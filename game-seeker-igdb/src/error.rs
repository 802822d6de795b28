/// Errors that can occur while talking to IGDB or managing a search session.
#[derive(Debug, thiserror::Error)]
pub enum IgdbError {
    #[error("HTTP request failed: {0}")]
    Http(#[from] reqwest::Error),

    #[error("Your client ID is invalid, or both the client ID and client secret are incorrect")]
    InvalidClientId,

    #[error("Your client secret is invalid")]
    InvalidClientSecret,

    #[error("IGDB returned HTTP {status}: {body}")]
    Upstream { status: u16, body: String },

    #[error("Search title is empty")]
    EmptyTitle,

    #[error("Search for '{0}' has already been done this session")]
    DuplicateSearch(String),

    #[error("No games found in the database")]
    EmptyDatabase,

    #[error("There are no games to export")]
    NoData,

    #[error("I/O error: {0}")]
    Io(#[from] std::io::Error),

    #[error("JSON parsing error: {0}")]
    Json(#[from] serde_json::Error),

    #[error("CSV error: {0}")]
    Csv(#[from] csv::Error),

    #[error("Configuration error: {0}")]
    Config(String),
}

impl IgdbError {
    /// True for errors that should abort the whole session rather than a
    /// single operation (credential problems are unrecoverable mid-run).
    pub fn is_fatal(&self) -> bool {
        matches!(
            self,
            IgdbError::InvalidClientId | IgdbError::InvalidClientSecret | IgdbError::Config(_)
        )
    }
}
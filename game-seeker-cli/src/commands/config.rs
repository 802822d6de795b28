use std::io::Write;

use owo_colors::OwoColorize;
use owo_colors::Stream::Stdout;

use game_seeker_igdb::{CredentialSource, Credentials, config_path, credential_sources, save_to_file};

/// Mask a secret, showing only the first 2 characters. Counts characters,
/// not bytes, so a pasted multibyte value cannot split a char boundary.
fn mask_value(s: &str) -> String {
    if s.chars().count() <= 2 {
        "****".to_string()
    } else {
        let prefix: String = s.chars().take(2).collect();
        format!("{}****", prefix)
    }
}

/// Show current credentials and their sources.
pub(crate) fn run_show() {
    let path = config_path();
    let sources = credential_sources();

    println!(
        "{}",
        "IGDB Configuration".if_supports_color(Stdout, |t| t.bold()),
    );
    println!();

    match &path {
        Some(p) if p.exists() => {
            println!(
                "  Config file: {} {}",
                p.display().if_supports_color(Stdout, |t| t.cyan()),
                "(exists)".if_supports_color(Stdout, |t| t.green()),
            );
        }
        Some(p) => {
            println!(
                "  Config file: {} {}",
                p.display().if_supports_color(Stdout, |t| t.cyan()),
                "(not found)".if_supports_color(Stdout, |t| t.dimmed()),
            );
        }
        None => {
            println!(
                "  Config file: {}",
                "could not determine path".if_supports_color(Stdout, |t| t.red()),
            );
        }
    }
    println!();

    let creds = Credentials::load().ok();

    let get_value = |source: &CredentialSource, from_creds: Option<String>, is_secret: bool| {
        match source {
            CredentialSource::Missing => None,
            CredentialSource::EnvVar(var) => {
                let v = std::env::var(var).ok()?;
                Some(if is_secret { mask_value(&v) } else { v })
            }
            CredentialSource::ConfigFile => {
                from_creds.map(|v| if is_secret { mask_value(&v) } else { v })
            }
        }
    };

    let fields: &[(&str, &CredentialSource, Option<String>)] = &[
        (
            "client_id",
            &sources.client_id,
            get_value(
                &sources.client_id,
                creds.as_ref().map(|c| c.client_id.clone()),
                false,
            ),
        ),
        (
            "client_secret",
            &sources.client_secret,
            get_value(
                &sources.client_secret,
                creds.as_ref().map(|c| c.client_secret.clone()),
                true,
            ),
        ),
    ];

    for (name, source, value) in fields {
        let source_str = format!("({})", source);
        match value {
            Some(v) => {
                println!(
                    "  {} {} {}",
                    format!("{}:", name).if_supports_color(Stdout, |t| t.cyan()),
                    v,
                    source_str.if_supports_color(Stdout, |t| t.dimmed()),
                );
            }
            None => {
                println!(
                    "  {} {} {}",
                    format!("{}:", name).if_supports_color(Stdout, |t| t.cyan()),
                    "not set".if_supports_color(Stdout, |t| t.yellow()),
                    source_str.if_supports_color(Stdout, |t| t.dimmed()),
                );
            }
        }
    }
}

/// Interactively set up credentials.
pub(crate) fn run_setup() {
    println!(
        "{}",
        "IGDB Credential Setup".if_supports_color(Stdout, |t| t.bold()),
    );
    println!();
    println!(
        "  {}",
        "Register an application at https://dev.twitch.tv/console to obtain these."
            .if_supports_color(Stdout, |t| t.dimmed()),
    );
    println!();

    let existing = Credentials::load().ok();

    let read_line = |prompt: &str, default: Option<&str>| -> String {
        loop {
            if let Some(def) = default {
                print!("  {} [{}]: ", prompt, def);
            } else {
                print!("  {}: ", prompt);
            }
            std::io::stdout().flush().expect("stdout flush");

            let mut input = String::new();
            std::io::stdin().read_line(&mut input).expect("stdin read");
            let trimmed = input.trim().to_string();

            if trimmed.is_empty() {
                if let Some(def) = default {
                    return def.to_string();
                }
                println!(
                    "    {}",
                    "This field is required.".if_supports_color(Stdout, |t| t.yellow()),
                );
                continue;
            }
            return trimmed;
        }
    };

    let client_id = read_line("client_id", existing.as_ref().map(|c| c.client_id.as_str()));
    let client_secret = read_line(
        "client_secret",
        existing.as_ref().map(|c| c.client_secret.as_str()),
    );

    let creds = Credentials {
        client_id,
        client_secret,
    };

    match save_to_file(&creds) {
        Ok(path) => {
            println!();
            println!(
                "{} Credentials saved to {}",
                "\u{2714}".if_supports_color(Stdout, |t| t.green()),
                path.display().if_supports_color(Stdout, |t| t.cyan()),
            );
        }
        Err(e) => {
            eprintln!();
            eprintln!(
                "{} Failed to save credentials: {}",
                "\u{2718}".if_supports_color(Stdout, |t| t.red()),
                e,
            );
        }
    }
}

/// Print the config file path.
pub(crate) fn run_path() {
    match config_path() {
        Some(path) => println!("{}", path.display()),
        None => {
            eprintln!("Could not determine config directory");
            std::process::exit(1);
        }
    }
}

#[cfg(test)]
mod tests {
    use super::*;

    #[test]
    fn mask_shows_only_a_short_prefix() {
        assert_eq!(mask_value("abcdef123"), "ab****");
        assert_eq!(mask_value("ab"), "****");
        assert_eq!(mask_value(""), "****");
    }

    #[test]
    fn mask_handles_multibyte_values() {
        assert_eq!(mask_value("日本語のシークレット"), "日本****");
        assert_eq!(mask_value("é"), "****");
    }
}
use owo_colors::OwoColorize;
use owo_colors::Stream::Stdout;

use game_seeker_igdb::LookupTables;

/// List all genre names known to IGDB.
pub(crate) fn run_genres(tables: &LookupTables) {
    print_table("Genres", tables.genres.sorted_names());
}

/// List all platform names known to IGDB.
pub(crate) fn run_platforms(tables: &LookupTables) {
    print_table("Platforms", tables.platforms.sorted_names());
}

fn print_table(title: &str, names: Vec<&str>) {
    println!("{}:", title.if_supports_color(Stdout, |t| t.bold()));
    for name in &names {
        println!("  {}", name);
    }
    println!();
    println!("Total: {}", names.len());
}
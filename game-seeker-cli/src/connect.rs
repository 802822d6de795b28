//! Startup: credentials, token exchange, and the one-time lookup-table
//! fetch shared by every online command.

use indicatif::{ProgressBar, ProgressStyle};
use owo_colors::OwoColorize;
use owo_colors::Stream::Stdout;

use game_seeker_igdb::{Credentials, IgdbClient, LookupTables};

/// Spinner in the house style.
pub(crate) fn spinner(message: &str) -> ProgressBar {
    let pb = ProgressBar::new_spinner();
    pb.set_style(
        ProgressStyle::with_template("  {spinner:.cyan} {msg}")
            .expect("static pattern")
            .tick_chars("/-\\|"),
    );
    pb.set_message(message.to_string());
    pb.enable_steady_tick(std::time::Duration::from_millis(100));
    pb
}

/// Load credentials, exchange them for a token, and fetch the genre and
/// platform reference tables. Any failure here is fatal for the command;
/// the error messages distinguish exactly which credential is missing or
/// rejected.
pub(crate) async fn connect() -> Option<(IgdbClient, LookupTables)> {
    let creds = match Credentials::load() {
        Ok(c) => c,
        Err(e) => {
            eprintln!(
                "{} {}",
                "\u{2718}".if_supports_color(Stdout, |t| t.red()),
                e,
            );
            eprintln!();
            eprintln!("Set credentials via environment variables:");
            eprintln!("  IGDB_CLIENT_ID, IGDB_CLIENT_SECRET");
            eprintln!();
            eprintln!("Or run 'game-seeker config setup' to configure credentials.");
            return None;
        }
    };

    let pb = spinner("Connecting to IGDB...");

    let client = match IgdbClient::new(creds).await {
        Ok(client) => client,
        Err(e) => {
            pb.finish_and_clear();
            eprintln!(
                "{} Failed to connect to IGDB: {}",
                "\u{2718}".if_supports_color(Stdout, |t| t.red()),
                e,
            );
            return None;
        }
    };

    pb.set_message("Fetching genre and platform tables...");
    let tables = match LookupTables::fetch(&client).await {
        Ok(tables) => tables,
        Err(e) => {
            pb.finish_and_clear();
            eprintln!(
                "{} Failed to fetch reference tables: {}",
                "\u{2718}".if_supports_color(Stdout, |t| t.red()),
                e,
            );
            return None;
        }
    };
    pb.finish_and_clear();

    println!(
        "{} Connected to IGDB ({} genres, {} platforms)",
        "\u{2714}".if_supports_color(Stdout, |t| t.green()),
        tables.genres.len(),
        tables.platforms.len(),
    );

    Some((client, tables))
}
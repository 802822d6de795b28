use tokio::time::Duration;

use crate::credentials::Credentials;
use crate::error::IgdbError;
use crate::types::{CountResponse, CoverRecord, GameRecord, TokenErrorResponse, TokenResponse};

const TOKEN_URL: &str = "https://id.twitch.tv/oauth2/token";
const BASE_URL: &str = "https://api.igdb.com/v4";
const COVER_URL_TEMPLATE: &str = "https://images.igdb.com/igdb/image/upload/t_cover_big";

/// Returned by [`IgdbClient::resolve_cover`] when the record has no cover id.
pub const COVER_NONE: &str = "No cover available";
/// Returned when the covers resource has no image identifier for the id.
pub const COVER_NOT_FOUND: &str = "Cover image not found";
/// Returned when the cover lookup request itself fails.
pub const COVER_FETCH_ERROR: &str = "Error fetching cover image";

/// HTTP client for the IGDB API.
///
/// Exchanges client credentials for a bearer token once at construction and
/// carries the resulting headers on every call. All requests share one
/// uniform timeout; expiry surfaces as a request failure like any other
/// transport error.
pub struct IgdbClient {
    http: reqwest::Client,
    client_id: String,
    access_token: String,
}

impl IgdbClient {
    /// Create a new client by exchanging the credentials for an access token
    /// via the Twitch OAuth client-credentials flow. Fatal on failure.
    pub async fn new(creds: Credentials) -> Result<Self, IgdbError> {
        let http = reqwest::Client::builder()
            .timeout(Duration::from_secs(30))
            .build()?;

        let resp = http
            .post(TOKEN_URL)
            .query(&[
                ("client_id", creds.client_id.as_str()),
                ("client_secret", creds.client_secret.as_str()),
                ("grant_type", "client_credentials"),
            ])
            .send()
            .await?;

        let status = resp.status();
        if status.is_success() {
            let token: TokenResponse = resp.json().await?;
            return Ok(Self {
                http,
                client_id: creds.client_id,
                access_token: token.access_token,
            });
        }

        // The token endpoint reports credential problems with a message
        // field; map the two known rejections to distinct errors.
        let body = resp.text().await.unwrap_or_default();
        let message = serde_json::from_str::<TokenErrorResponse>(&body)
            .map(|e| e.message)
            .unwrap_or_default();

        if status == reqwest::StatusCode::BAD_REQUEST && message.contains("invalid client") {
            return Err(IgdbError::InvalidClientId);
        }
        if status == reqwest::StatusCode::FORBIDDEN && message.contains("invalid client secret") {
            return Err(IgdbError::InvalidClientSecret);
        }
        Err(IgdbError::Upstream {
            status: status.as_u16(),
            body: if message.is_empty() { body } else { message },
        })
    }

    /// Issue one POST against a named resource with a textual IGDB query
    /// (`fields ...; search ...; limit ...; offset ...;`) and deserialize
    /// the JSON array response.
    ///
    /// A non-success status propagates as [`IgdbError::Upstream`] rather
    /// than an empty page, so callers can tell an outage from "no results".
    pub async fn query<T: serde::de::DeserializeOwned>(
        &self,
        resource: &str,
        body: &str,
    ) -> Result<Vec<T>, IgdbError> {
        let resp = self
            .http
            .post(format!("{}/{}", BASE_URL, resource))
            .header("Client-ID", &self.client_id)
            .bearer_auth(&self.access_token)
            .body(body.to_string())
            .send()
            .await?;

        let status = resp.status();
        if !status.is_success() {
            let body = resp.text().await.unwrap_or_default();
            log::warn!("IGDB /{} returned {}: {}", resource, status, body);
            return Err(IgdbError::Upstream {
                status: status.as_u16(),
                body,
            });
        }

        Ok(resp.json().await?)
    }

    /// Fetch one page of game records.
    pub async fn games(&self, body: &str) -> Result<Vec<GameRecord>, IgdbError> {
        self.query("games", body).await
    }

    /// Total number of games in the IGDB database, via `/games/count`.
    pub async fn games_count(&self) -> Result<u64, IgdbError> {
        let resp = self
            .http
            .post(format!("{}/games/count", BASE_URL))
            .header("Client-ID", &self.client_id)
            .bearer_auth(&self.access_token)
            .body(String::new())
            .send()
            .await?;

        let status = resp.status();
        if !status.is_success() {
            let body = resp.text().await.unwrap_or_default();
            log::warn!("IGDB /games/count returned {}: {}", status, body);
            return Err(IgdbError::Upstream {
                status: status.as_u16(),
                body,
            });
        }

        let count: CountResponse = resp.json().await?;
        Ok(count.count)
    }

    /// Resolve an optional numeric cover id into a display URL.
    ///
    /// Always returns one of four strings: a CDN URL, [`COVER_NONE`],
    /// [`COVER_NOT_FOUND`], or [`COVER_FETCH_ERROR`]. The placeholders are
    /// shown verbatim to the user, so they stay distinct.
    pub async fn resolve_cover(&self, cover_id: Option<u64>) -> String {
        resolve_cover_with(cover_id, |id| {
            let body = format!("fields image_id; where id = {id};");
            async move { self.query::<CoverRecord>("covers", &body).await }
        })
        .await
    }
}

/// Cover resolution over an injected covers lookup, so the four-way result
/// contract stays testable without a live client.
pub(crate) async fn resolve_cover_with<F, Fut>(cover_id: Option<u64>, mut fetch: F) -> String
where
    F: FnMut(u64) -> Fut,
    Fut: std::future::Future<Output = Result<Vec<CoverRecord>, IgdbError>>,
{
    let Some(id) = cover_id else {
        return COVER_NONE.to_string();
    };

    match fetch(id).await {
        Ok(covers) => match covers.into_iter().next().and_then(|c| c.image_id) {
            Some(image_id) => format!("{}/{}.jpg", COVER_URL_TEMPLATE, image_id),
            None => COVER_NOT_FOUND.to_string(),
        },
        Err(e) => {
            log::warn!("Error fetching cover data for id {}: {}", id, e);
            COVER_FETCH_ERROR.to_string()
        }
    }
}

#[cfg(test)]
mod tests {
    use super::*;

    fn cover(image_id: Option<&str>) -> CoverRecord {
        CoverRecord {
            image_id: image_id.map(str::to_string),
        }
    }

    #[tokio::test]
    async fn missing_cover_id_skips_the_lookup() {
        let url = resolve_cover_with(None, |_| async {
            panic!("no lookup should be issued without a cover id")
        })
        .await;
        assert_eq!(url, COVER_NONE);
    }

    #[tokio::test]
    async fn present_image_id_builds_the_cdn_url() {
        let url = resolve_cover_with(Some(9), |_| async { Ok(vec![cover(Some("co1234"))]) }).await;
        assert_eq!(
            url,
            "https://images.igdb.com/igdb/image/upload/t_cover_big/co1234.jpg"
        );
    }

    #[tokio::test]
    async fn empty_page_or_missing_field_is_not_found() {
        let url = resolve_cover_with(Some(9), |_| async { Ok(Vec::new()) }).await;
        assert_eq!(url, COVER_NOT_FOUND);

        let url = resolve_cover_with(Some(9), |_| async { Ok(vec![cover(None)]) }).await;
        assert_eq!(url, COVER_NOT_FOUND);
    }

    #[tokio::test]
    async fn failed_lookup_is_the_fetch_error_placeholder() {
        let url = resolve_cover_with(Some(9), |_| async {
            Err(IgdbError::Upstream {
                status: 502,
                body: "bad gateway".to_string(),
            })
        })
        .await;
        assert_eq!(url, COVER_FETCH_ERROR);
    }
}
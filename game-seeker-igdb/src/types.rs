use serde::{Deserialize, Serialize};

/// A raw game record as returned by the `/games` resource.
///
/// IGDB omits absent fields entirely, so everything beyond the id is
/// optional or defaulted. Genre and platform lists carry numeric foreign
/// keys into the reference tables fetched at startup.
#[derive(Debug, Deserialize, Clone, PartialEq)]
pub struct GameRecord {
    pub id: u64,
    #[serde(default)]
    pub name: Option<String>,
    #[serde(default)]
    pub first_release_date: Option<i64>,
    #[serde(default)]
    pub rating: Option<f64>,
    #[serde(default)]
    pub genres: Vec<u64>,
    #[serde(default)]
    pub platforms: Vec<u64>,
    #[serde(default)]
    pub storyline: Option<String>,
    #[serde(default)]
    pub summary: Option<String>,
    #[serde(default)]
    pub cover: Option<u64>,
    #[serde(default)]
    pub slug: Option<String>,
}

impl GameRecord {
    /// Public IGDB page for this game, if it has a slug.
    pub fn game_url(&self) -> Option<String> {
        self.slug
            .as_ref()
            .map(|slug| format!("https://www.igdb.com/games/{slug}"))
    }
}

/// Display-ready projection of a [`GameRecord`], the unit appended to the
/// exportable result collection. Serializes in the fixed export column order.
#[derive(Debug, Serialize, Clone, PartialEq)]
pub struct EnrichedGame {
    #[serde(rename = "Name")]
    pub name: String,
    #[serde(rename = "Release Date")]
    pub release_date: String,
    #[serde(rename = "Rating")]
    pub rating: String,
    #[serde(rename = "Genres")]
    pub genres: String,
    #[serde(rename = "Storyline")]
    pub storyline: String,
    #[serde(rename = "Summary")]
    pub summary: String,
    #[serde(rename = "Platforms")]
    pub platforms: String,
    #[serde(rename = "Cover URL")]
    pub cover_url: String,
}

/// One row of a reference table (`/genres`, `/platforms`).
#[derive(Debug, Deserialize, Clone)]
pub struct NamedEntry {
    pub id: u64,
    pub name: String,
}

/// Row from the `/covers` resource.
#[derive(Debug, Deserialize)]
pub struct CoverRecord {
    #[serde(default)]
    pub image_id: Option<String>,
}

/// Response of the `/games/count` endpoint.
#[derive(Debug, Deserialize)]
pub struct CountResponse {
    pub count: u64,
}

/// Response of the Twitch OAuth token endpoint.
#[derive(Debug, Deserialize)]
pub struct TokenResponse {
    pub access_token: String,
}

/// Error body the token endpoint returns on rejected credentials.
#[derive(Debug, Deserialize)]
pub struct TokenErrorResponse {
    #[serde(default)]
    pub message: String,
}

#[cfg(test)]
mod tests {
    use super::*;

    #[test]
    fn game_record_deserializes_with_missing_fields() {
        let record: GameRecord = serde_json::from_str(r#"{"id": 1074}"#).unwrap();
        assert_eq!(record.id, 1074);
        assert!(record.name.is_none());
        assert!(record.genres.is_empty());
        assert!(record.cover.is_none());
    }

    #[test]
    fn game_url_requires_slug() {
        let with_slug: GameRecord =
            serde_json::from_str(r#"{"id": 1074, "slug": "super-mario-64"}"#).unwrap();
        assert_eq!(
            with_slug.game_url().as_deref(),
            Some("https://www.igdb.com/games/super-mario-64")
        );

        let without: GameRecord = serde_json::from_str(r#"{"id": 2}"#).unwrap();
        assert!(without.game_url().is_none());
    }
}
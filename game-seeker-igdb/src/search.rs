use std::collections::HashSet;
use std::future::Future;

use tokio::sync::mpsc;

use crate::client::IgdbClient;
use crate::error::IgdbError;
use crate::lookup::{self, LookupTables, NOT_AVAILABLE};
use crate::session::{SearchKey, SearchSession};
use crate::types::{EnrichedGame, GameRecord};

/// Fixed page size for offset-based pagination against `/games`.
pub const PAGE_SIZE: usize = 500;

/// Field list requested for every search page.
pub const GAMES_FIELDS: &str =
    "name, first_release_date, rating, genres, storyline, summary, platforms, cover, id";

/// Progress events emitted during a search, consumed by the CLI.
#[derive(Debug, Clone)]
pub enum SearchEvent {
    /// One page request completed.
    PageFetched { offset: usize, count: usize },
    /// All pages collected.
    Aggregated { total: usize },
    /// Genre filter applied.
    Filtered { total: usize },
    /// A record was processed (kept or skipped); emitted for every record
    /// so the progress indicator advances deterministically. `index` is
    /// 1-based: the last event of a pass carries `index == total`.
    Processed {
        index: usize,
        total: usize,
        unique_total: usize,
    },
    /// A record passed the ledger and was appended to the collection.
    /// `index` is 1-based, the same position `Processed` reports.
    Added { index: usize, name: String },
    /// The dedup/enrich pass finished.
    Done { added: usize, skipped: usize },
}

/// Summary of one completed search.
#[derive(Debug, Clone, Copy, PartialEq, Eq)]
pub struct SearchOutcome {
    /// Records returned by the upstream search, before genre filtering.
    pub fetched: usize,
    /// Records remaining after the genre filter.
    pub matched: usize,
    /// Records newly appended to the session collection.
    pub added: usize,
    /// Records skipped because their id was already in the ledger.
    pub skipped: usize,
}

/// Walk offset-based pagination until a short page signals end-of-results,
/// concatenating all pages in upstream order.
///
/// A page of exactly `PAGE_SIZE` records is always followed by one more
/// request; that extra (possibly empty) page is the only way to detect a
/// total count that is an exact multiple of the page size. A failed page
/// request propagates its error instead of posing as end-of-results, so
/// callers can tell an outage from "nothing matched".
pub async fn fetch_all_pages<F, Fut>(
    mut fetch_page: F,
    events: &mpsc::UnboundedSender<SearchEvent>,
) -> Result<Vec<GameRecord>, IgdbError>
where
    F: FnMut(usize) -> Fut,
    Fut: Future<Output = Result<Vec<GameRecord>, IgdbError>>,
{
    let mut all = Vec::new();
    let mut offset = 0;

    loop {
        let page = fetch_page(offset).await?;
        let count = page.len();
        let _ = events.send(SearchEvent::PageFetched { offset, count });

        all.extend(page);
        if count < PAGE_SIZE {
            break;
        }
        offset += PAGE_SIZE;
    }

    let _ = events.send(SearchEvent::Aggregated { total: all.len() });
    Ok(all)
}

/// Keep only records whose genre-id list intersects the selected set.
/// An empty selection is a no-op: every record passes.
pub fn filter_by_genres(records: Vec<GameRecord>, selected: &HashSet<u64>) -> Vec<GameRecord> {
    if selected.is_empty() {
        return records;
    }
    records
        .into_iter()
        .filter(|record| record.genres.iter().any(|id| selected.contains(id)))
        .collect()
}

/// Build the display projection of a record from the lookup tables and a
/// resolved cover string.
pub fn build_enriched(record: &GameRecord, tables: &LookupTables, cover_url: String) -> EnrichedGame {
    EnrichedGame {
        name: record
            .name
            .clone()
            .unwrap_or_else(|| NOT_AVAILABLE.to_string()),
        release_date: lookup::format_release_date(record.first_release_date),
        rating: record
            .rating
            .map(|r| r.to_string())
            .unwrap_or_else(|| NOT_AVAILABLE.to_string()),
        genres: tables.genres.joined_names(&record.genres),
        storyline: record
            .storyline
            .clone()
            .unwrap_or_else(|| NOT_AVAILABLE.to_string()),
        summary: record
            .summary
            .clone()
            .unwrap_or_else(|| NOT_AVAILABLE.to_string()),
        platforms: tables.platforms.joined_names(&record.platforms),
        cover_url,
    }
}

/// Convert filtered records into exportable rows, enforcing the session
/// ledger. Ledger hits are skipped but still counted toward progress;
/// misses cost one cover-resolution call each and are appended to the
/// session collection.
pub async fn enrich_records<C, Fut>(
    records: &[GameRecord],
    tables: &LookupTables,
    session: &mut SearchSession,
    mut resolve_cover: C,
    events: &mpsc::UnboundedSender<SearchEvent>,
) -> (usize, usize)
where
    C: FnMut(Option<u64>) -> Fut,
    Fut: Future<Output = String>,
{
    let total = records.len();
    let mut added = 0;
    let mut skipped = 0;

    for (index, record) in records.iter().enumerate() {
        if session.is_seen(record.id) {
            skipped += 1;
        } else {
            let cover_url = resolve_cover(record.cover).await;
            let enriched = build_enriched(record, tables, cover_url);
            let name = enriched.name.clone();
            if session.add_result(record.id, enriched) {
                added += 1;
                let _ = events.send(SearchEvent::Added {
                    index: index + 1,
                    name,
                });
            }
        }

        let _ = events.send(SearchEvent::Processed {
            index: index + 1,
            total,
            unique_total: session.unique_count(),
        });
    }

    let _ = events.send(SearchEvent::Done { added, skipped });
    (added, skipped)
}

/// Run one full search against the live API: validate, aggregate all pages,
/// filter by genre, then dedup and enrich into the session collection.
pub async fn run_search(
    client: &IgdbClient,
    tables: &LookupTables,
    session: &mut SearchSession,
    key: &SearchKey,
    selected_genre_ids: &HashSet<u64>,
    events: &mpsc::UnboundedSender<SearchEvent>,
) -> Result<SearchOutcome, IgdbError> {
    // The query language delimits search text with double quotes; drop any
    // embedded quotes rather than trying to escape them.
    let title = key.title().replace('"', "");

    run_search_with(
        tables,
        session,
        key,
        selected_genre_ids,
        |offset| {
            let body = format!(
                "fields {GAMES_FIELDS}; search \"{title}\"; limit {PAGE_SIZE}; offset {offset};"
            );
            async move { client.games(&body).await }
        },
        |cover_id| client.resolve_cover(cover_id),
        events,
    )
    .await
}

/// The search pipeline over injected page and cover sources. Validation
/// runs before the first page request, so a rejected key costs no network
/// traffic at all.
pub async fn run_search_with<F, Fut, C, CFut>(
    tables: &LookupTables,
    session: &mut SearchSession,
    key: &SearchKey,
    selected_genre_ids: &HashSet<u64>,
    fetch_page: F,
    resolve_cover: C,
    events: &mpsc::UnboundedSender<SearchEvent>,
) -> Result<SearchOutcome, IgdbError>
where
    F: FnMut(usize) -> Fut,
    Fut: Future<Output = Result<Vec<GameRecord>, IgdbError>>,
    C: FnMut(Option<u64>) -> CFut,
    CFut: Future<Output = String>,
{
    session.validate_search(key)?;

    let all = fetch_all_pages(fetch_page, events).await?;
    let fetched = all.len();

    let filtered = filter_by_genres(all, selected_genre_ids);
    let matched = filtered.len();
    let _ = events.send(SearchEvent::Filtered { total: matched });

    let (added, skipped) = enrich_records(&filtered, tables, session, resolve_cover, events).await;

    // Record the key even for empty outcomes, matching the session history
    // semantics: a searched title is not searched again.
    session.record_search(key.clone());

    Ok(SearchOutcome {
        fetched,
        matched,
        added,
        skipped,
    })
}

Task instructions. Return all lines from the data above with "TokenResponse" in them.

Exercise answer.
use crate::types::{CountResponse, CoverRecord, GameRecord, TokenErrorResponse, TokenResponse};
            let token: TokenResponse = resp.json().await?;
pub struct TokenResponse {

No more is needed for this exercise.